Aim of the task: Search the records below for "ScrapDetail" and copy every line it turns up in.

Provided information:
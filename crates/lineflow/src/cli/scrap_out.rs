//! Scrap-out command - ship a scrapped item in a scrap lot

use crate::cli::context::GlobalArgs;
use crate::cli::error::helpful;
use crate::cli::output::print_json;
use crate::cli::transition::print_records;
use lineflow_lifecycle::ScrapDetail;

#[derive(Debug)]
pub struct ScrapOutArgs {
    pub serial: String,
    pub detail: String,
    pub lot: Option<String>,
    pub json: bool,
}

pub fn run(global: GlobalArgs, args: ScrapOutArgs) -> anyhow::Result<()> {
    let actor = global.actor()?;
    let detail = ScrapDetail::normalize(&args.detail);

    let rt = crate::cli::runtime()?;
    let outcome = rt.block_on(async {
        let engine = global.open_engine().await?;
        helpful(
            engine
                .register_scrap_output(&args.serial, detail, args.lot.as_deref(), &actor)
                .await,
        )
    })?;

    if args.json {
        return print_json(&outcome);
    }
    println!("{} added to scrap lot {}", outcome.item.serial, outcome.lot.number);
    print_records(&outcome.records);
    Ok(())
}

==

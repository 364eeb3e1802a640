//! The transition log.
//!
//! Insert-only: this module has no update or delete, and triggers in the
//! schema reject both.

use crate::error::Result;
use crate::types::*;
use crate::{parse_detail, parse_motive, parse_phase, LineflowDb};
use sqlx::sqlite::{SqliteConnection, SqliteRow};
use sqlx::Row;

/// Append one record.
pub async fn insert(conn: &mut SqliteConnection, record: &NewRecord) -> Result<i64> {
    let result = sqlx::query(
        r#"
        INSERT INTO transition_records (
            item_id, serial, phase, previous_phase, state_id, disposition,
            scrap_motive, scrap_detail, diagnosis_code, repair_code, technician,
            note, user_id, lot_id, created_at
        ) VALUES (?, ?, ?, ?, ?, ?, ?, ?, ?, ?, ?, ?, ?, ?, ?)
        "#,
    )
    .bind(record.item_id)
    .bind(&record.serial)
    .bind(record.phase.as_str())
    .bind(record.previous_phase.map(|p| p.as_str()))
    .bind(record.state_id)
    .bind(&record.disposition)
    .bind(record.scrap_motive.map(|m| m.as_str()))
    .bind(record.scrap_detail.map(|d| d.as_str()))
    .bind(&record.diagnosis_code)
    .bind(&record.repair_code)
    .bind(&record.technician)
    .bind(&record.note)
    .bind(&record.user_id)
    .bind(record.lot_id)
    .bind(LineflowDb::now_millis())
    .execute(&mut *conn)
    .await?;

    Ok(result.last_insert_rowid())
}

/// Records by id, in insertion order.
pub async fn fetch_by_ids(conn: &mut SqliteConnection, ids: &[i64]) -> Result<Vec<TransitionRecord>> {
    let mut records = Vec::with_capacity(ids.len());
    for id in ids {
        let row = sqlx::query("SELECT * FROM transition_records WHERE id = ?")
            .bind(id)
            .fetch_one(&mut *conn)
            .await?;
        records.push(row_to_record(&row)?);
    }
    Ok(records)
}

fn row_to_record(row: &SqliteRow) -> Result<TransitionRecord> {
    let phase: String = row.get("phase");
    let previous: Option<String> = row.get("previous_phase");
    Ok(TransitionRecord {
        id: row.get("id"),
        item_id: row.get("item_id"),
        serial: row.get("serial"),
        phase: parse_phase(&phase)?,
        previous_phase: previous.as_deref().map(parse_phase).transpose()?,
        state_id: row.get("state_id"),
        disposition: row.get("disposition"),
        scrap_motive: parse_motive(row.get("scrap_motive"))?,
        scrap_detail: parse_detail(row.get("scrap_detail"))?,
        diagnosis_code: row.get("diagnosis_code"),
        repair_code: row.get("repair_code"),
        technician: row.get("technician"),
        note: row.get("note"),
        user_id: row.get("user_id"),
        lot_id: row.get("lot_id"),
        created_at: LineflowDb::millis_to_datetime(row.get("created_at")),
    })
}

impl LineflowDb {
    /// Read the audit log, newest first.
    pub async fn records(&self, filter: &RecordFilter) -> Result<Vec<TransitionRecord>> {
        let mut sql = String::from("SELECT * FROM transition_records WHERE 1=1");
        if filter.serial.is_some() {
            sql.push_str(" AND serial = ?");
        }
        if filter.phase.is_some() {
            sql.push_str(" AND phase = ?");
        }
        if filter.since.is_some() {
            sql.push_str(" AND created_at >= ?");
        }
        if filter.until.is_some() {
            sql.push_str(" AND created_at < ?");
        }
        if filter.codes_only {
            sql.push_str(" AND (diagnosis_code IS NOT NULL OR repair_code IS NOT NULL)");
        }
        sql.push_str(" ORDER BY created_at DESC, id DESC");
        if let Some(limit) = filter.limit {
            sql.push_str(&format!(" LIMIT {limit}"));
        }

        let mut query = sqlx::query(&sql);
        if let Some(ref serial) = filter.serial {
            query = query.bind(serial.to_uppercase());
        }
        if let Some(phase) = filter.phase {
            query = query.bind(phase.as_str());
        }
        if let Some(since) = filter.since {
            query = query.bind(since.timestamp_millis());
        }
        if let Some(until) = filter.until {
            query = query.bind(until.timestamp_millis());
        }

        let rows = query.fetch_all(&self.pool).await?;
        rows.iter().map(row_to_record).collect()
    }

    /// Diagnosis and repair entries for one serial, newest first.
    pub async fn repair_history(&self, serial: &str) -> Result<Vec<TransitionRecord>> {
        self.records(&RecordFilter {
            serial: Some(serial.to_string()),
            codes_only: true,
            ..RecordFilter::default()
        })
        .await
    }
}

Task solution:
use lineflow_lifecycle::ScrapDetail;
    let detail = ScrapDetail::normalize(&args.detail);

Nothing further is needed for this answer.